A mountain scene "to die for".
Hillwalking
Published Date:
13 August 2008
By Frank Brooks
A few weeks ago I sang the praises of that wonderful path along the eastern shore of Little Loch Broom.
You might recall that I compared it favourably with a better known trod along the southern shore of Loch Hourn.
Although not wishing to retract any of those words, a revisit to the wilderness of Knoydart recently reminded me of the reasons for the popularity of the path that gets you there.
It's a long and winding road that takes you down to Kinloch Hourn. A tiny hamlet with its toes in the water and with big hills around it for a shawl, it really is a place at the back of beyond.
Beyond a last straggling farm (cum-wilderness coffee shop), the tarmac hands over to a loch-side path that, should you choose to follow it all the way, will take you to the fringes of the wide Atlantic. We were going only as far as Barrisdale.
For more than a mile the path hugs the shoreline; at low tide you walk above bright yellow wrack in the company of noisy oyster catchers, gulls and herons.
And then, above Skiarry, it climbs onto the rugged hillside. Skiarry looks like a pleasant holiday home from here; it was once a remote Inn. Munro 'Compleater' number one, The Reverend A. E. Robertson, described it as a damp and dirty stop over and criticised its lack of ale!
There's another house at Runival. High above its modern roof we found a peaty trickle of water alive with mating Red Damselflies, jewel like little dragonflies that glinted in the sun.

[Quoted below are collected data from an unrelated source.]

//! Result aggregation for pipeline runs.
//!
//! Reduces the engine's ordered per-task output list into one structured
//! [`ResultRecord`]. Position is the integration contract with the engine:
//! index 0 maps to research, 1 to summarize, 2 to deliver. Reordering the
//! task chain means reordering this mapping with it.

use std::collections::BTreeMap;
use std::time::Duration;

use chrono::{DateTime, Utc};
use serde::{Deserialize, Serialize};

use crate::engine::StageOutput;
use crate::tasks::{DELIVER, RESEARCH, SUMMARIZE};

/// Canonical stage names in positional order.
const STAGE_NAMES: [&str; 3] = [RESEARCH, SUMMARIZE, DELIVER];

/// The aggregated outcome of one pipeline run.
///
/// Invariants: on success, `stage_outputs` holds an entry for every stage
/// that produced output. On failure, it holds the strict prefix of stages
/// completed before the failing stage (keys absent, not empty, for stages
/// never reached) and `error_message` is non-empty.
#[derive(Debug, Clone, Serialize, Deserialize)]
pub struct ResultRecord {
    /// Whether the whole run completed.
    pub success: bool,
    /// Raw text output per completed stage, keyed by stage name.
    pub stage_outputs: BTreeMap<String, String>,
    /// Failure description, present only when `success` is false.
    pub error_message: Option<String>,
    /// Wall-clock duration of the run, populated regardless of outcome.
    pub elapsed_seconds: f64,
    /// When the record was created.
    pub created_at: DateTime<Utc>,
}

impl ResultRecord {
    /// Output of the research stage, if it completed.
    pub fn research_output(&self) -> Option<&str> {
        self.stage_outputs.get(RESEARCH).map(String::as_str)
    }

    /// Output of the summarization stage, if it completed.
    pub fn summary_output(&self) -> Option<&str> {
        self.stage_outputs.get(SUMMARIZE).map(String::as_str)
    }

    /// Output of the email delivery stage, if it completed.
    pub fn email_output(&self) -> Option<&str> {
        self.stage_outputs.get(DELIVER).map(String::as_str)
    }
}

/// Reduces an ordered output list into a result record.
///
/// Outputs are mapped to stage names by position. A shorter-than-expected
/// list (fewer than three outputs) leaves the later stage slots unset
/// rather than failing. `error` marks the run failed; the outputs then
/// represent the prefix completed before the failure.
pub fn aggregate(
    outputs: &[StageOutput],
    elapsed: Duration,
    error: Option<String>,
) -> ResultRecord {
    let mut stage_outputs = BTreeMap::new();
    for (position, output) in outputs.iter().enumerate() {
        let name = STAGE_NAMES
            .get(position)
            .copied()
            .unwrap_or(output.task_name.as_str());
        stage_outputs.insert(name.to_string(), output.raw.clone());
    }

    let success = error.is_none();
    ResultRecord {
        success,
        stage_outputs,
        error_message: error,
        elapsed_seconds: elapsed.as_secs_f64(),
        created_at: Utc::now(),
    }
}

#[cfg(test)]
mod tests {
    use super::*;

    fn outputs(names_and_text: &[(&str, &str)]) -> Vec<StageOutput> {
        names_and_text
            .iter()
            .map(|(n, t)| StageOutput::new(*n, *t))
            .collect()
    }

    #[test]
    fn aggregate_maps_outputs_positionally() {
        let record = aggregate(
            &outputs(&[
                ("research", "findings"),
                ("summarize", "summary"),
                ("deliver", "sent"),
            ]),
            Duration::from_secs(12),
            None,
        );

        assert!(record.success);
        assert_eq!(record.research_output(), Some("findings"));
        assert_eq!(record.summary_output(), Some("summary"));
        assert_eq!(record.email_output(), Some("sent"));
        assert!(record.error_message.is_none());
        assert!((record.elapsed_seconds - 12.0).abs() < f64::EPSILON);
    }

    #[test]
    fn aggregate_short_list_leaves_later_slots_unset() {
        let record = aggregate(
            &outputs(&[("research", "findings")]),
            Duration::from_secs(3),
            None,
        );

        assert_eq!(record.research_output(), Some("findings"));
        assert!(record.summary_output().is_none());
        assert!(record.email_output().is_none());
        assert!(!record.stage_outputs.contains_key("summarize"));
    }

    #[test]
    fn aggregate_failure_keeps_prefix_and_error() {
        let record = aggregate(
            &outputs(&[("research", "findings")]),
            Duration::from_millis(1500),
            Some("Stage 'summarize' failed: model unavailable".to_string()),
        );

        assert!(!record.success);
        assert_eq!(record.research_output(), Some("findings"));
        assert!(record.summary_output().is_none());
        let message = record.error_message.as_deref().unwrap();
        assert!(!message.is_empty());
        assert!(record.elapsed_seconds > 0.0);
    }

    #[test]
    fn aggregate_empty_failure_has_no_outputs() {
        let record = aggregate(&[], Duration::from_secs(1), Some("boom".to_string()));
        assert!(!record.success);
        assert!(record.stage_outputs.is_empty());
    }

    #[test]
    fn aggregate_is_positional_not_name_based() {
        // If the chain were reordered without reordering the mapping, the
        // positional contract governs: index 0 is always recorded as the
        // research slot.
        let record = aggregate(
            &outputs(&[("summarize", "first by position")]),
            Duration::from_secs(1),
            None,
        );
        assert_eq!(record.research_output(), Some("first by position"));
    }

    #[test]
    fn record_serializes_without_absent_keys() {
        let record = aggregate(
            &outputs(&[("research", "findings")]),
            Duration::from_secs(2),
            None,
        );
        let json = serde_json::to_value(&record).expect("record serializes");
        assert!(json["stage_outputs"].get("summarize").is_none());
        assert_eq!(json["stage_outputs"]["research"], "findings");
    }
}
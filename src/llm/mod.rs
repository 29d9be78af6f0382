//! LLM integration for brief-forge.
//!
//! Provides an OpenAI-compatible chat-completions client for the supported
//! providers (Gemini via its OpenAI-compatible endpoint, OpenAI) and the
//! process-wide shared model handle used by every capability role.
//!
//! # Shared model handle
//!
//! The model handle is expensive to configure and identical for every role,
//! so it is constructed lazily once per process and reused across pipeline
//! runs. Tests (and provider switches) clear it with an explicit reset:
//!
//! ```ignore
//! use briefforge::llm::{shared_model, reset_shared_model};
//!
//! let model = shared_model()?;      // built on first call
//! let again = shared_model()?;      // identical cached instance
//! reset_shared_model();             // next call constructs a new one
//! ```

pub mod client;
pub mod shared;

pub use client::{
    Choice, GenerationRequest, GenerationResponse, LlmProvider, Message, ModelClient, Usage,
};
pub use shared::{reset_shared_model, shared_model, shared_provider};
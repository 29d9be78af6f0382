//! brief-forge CLI entry point.
//!
//! Loads the environment, initializes logging and delegates to the CLI
//! module for command handling.

use tracing_subscriber::{fmt, prelude::*, EnvFilter};

#[tokio::main]
async fn main() -> anyhow::Result<()> {
    dotenvy::dotenv().ok();

    // Parse CLI arguments first to get log_level
    let cli = briefforge::cli::parse_cli();

    // Priority: RUST_LOG env var > --log-level CLI arg > default "info"
    let log_filter = std::env::var("RUST_LOG").unwrap_or_else(|_| cli.log_level.clone());

    tracing_subscriber::registry()
        .with(fmt::layer())
        .with(EnvFilter::try_from_default_env().unwrap_or_else(|_| EnvFilter::new(&log_filter)))
        .init();

    briefforge::cli::run_with_cli(cli).await
}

There were Chasers too. Stouter dragonflies these and aggressively territorial; we witnessed many a clash of whirring wings as battle was engaged.
There were wooden bridges to cross or stepping stones where the path crossed the courses of plunging mountain burns. And then back down to the loch-side and a beautiful stretch of shading Caledonian pine and birch; then up again to skirt the feet of Carn Mairi.
A final corner rounded to reveal a mountain scene to die for! We'd had many a tantalizing glimpse of Ladhar Bheinn on our approach; now, suddenly the great cliffs of Coire Dhorrcaill sprang up before us, surely one of Scotland's finest mountain vistas, certainly the centrefold of Knoydart.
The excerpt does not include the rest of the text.